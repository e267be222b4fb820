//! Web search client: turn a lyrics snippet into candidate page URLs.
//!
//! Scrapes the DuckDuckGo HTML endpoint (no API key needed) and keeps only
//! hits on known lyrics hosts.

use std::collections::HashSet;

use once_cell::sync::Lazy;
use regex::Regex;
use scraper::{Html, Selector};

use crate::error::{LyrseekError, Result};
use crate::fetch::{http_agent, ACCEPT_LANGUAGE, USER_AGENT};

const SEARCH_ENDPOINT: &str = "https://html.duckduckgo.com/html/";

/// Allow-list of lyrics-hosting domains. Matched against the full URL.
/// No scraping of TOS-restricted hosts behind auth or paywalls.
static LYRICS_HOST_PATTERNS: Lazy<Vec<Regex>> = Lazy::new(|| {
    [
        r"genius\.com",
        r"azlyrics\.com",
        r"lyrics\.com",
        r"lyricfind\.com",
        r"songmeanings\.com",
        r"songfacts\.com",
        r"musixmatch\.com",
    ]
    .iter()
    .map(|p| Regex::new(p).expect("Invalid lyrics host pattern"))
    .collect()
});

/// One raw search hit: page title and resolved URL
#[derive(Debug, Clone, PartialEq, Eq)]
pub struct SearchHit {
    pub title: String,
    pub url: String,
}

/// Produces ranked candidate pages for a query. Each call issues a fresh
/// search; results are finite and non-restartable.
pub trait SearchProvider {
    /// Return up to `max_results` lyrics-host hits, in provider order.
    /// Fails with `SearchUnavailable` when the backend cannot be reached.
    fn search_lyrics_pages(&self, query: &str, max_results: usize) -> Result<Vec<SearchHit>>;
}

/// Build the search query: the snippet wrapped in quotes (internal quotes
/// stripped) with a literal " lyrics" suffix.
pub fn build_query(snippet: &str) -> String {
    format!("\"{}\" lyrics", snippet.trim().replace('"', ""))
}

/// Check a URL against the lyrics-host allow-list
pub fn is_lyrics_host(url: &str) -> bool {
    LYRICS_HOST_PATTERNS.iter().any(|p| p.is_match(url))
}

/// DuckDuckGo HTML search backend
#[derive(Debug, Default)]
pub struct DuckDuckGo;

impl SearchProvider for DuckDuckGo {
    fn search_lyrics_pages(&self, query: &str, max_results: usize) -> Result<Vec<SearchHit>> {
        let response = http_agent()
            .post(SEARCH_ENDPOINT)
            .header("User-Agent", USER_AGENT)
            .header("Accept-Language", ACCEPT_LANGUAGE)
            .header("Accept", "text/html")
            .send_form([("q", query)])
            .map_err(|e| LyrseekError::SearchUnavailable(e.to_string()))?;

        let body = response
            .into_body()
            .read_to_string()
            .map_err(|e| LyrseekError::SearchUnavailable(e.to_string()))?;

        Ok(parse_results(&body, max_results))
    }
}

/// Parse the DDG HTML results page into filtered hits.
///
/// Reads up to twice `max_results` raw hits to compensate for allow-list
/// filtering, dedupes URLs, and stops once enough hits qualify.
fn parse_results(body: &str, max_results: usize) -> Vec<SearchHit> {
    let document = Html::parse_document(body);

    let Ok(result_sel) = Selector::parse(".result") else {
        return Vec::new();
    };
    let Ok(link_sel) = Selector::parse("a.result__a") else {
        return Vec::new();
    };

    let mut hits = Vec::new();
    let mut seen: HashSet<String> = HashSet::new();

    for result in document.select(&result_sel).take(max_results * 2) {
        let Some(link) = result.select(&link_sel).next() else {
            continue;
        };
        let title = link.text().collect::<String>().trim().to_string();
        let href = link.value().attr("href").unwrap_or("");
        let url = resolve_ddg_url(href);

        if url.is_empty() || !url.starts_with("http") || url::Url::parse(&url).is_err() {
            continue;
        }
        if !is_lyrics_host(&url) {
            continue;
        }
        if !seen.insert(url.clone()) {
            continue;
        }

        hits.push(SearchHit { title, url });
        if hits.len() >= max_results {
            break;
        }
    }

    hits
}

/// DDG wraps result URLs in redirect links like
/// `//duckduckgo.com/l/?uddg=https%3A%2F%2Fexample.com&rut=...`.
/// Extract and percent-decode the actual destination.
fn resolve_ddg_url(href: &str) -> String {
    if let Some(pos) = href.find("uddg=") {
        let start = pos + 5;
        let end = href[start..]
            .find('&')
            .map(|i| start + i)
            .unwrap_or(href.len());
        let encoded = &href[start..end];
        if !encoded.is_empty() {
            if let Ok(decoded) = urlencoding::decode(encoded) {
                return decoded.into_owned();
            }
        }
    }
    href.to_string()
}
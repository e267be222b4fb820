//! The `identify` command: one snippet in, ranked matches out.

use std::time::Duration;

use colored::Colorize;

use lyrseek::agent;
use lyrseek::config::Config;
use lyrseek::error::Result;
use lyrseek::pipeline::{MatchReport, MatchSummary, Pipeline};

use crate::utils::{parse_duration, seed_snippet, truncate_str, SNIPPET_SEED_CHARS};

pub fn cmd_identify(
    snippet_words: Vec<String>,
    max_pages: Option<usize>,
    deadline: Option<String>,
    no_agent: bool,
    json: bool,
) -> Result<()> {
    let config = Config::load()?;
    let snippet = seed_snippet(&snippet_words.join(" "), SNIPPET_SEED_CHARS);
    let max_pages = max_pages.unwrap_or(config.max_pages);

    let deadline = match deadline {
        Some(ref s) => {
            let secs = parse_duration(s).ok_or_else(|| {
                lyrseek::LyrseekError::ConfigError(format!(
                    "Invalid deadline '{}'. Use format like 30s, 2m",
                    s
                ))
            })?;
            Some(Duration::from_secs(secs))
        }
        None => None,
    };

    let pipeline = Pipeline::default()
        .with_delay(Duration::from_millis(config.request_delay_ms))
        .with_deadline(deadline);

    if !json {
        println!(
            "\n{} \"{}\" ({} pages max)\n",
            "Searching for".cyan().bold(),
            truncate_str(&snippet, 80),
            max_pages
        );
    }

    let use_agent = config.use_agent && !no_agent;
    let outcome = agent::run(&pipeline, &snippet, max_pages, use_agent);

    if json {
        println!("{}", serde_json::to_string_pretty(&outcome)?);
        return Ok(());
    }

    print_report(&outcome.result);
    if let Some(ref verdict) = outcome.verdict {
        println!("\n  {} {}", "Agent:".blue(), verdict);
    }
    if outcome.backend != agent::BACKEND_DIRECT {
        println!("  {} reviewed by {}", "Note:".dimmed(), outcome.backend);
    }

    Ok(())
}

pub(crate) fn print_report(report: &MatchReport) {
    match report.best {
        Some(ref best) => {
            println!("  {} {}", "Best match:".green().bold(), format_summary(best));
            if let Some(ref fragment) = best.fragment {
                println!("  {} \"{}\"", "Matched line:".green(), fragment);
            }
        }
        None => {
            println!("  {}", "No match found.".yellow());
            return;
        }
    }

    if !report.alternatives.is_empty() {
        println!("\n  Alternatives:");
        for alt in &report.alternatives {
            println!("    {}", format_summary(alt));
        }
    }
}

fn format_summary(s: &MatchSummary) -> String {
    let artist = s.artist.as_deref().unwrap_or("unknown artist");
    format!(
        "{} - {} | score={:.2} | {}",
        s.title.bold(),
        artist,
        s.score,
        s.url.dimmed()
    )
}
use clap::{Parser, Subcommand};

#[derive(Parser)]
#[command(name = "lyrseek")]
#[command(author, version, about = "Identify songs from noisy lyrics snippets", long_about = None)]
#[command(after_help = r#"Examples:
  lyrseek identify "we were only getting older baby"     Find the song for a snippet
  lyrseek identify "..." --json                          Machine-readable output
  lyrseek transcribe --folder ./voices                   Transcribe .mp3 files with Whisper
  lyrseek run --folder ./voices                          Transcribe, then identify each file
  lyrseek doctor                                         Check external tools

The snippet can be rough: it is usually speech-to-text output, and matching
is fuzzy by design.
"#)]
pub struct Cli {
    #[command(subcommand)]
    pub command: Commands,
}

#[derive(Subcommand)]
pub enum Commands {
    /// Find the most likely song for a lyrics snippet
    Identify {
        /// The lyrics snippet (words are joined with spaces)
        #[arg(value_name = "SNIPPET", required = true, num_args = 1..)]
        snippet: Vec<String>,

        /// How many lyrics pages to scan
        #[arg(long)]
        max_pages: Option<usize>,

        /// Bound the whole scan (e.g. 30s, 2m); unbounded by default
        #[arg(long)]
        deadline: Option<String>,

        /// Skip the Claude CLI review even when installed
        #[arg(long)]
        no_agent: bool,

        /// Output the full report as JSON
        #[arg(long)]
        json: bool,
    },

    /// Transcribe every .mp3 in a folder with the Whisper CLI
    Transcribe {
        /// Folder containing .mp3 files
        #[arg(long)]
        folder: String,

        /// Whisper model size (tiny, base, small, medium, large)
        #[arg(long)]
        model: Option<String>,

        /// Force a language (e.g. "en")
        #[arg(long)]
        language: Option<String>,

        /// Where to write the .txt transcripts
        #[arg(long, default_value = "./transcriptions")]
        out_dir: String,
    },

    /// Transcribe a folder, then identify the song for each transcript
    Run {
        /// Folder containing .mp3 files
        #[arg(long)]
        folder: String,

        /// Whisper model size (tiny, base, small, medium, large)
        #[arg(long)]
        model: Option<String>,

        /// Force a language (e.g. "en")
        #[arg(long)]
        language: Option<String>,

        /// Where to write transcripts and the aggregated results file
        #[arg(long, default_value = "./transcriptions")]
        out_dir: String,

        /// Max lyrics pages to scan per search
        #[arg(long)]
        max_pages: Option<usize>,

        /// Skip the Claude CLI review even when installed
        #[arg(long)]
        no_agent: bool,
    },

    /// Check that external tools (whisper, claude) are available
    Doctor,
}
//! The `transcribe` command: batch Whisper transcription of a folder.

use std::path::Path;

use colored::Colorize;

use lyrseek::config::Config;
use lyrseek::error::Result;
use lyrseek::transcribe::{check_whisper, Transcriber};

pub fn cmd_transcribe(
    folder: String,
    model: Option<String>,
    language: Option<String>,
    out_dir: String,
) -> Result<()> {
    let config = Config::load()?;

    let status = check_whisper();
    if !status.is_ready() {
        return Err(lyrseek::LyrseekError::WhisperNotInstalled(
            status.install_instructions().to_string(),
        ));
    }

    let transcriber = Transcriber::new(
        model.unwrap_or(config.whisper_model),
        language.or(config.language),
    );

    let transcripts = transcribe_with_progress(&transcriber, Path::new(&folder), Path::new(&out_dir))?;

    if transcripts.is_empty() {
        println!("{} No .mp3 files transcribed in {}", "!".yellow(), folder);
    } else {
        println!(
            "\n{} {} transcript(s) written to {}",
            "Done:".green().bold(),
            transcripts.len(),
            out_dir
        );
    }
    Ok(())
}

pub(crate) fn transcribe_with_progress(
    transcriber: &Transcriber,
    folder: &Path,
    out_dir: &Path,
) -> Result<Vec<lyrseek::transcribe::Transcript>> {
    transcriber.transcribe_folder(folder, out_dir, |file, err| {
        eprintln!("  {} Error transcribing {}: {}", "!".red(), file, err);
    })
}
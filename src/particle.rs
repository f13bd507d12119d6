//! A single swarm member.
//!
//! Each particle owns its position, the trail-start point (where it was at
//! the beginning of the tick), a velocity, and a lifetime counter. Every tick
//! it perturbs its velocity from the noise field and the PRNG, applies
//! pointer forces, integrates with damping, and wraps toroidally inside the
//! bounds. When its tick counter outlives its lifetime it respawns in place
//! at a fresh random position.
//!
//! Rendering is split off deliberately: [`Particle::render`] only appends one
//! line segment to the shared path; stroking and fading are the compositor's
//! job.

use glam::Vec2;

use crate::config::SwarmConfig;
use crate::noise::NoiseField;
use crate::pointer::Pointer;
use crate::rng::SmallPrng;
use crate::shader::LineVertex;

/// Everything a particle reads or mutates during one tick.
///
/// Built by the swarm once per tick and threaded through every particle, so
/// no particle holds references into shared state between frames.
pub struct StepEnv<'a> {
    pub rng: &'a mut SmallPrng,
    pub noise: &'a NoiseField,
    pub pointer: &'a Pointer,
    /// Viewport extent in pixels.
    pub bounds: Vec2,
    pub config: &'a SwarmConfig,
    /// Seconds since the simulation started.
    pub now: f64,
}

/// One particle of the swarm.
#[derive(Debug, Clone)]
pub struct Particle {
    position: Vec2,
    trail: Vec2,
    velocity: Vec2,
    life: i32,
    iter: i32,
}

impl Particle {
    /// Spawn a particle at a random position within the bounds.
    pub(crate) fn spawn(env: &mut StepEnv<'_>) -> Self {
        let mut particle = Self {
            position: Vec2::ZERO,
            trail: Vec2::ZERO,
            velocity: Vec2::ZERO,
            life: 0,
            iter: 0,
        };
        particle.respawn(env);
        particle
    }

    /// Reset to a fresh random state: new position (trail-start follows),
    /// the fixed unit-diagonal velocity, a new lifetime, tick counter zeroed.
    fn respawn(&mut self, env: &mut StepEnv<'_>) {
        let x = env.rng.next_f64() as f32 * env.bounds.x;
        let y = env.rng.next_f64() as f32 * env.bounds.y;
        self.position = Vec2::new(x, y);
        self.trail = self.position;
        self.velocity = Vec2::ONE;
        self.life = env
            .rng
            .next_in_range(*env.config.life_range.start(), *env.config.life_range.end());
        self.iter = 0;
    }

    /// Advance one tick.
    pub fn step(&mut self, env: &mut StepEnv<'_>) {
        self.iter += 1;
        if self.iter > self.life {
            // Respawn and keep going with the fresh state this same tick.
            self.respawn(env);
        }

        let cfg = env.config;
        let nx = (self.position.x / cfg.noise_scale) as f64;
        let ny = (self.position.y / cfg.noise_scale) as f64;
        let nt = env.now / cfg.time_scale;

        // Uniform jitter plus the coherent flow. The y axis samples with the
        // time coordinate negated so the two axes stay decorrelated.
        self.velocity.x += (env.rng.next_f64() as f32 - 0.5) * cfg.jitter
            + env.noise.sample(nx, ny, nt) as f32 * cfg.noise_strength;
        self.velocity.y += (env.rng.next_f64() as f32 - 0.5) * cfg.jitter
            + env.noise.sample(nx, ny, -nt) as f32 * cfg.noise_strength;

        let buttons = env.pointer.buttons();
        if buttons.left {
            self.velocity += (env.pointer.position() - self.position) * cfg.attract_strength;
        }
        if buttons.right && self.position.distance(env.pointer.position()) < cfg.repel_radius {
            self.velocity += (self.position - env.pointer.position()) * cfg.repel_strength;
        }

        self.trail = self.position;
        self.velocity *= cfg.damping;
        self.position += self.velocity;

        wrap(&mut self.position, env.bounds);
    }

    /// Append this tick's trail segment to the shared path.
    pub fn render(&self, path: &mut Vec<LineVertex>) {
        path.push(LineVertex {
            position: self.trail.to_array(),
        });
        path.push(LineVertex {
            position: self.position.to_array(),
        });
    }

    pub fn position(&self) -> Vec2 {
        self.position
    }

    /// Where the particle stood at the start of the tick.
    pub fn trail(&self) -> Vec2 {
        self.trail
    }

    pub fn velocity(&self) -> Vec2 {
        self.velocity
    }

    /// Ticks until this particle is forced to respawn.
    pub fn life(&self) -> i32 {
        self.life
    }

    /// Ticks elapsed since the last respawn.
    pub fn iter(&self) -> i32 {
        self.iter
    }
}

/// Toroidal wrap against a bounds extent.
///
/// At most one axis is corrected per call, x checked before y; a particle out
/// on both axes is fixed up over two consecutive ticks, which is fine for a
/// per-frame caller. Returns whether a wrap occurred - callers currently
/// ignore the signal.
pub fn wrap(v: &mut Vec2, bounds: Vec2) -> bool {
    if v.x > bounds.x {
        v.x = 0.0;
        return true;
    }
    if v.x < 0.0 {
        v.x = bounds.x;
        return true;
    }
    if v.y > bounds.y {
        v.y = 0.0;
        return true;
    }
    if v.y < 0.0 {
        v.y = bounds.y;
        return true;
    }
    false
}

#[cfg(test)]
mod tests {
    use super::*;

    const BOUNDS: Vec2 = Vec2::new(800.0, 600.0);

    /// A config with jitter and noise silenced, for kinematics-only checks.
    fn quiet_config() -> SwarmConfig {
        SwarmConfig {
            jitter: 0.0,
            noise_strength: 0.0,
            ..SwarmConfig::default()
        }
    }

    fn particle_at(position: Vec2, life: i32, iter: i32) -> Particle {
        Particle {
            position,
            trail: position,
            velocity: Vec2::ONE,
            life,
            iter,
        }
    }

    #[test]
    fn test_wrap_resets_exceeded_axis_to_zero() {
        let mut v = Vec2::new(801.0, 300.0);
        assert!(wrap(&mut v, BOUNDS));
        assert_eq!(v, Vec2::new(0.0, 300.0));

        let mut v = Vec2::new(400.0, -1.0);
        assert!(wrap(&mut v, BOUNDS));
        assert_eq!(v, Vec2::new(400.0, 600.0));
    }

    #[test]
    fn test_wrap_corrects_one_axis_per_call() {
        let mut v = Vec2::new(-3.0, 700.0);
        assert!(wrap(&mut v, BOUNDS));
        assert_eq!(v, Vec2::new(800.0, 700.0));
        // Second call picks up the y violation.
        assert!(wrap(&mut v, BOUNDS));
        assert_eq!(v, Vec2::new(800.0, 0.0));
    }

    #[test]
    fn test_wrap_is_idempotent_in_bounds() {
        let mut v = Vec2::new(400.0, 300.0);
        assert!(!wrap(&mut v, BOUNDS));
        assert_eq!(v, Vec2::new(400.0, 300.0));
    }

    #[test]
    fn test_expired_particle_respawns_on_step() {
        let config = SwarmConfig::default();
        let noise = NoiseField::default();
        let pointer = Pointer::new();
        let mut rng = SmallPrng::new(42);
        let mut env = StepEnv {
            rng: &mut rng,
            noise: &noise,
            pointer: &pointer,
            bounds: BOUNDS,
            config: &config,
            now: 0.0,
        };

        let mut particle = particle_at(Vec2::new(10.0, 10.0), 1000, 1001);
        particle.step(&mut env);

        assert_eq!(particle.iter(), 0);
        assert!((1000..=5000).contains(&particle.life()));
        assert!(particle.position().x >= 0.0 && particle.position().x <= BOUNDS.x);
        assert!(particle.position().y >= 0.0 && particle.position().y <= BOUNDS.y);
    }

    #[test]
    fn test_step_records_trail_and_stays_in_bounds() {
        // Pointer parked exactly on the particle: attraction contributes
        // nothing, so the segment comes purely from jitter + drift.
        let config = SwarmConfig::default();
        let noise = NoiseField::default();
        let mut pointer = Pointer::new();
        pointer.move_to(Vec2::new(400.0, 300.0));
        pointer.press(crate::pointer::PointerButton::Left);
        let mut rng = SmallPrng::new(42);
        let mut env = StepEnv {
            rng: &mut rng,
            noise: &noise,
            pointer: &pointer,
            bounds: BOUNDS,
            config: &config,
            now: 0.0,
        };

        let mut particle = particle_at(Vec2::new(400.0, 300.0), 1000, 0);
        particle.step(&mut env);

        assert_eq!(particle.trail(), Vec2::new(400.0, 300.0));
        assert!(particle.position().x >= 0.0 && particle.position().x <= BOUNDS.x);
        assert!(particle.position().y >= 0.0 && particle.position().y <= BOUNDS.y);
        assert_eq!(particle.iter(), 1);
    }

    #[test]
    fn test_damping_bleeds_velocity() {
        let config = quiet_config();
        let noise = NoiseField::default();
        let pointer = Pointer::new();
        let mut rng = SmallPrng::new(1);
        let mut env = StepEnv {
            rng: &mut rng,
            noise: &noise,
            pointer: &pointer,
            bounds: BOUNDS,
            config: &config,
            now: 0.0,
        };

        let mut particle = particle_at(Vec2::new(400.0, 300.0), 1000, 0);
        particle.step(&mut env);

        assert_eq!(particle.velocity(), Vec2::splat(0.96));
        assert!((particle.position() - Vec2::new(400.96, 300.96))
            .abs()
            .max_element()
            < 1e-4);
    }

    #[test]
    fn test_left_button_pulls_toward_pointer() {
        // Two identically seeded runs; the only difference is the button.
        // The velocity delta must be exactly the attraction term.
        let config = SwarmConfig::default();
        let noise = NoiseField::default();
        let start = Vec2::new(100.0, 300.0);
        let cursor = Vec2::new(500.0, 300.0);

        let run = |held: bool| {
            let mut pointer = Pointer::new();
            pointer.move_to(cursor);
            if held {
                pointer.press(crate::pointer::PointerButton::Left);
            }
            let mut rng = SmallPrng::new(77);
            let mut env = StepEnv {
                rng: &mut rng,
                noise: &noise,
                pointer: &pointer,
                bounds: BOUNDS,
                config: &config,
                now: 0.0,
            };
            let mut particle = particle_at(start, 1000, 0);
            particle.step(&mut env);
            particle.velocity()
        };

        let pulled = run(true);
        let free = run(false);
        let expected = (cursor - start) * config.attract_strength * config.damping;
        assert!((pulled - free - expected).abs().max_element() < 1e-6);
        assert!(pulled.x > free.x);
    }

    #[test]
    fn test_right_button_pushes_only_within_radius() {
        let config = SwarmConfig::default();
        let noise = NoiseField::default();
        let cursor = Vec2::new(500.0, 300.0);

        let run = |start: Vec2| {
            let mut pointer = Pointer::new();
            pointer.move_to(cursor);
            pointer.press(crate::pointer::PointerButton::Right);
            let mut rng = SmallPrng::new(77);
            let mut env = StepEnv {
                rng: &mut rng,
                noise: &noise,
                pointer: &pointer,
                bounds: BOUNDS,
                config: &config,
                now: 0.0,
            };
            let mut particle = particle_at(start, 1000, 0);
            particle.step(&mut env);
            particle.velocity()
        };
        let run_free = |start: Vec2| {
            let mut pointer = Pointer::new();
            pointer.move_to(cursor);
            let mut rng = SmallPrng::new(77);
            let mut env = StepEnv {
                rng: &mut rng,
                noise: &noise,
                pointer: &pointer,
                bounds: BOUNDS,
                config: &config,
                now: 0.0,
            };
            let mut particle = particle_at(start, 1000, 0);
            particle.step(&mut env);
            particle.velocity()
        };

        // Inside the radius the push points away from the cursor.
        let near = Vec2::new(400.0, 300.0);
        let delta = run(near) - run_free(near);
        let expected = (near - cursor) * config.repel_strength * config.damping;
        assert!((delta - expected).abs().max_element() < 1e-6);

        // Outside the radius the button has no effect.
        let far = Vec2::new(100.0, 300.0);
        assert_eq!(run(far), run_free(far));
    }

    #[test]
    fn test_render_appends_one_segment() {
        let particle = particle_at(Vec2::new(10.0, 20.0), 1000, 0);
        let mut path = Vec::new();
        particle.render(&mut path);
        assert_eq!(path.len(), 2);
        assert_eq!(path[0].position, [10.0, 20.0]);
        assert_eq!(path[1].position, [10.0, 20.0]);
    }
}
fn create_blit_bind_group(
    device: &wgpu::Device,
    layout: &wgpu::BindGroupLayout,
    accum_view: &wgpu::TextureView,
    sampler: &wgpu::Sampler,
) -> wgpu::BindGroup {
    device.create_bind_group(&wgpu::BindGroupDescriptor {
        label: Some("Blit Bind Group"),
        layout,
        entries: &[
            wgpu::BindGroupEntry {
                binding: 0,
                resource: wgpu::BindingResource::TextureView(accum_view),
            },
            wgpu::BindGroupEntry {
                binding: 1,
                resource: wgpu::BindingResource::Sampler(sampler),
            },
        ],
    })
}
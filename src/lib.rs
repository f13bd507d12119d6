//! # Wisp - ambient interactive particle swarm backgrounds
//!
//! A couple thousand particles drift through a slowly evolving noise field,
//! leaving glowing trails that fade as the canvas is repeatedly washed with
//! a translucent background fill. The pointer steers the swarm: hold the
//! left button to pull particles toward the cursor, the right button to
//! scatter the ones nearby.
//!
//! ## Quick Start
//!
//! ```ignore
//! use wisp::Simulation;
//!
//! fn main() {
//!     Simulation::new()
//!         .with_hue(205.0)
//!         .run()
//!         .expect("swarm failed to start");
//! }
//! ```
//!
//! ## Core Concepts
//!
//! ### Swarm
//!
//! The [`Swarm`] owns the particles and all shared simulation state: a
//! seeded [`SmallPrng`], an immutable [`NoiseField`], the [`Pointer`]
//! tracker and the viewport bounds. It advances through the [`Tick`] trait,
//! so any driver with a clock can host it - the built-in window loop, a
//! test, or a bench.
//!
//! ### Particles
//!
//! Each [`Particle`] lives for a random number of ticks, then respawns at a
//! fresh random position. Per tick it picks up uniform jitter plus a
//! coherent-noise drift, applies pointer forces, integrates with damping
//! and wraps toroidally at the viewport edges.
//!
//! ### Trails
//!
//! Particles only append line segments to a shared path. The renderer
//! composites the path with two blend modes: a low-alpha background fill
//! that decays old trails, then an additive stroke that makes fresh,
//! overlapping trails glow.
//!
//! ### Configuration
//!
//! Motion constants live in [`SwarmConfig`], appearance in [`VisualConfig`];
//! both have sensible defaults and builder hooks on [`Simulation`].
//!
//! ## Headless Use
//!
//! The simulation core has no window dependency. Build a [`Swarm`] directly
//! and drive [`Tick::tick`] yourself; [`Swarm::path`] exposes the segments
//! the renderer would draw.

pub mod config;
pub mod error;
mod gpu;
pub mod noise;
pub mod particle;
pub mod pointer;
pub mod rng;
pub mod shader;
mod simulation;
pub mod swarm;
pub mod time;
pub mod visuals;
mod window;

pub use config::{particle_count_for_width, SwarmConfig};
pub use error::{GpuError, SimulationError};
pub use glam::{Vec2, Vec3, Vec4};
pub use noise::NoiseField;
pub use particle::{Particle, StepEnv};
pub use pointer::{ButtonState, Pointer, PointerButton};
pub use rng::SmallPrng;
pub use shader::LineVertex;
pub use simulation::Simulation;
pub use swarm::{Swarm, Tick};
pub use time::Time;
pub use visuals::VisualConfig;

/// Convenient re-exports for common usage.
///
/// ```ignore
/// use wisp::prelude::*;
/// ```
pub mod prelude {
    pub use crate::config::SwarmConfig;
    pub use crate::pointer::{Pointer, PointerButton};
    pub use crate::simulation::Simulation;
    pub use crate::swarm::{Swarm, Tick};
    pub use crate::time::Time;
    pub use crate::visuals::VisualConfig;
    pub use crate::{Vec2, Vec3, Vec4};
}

________________________________________

DIRECTIONS FOR THIS TASK → Give back exactly the material above from its opening line to the line bearing "use regex::Regex;".

RESULT FOR THIS EXERCISE →
repository e267be222b4fb820
//! Web search client: turn a lyrics snippet into candidate page URLs.
//!
//! Scrapes the DuckDuckGo HTML endpoint (no API key needed) and keeps only
//! hits on known lyrics hosts.

use std::collections::HashSet;

use once_cell::sync::Lazy;
use regex::Regex;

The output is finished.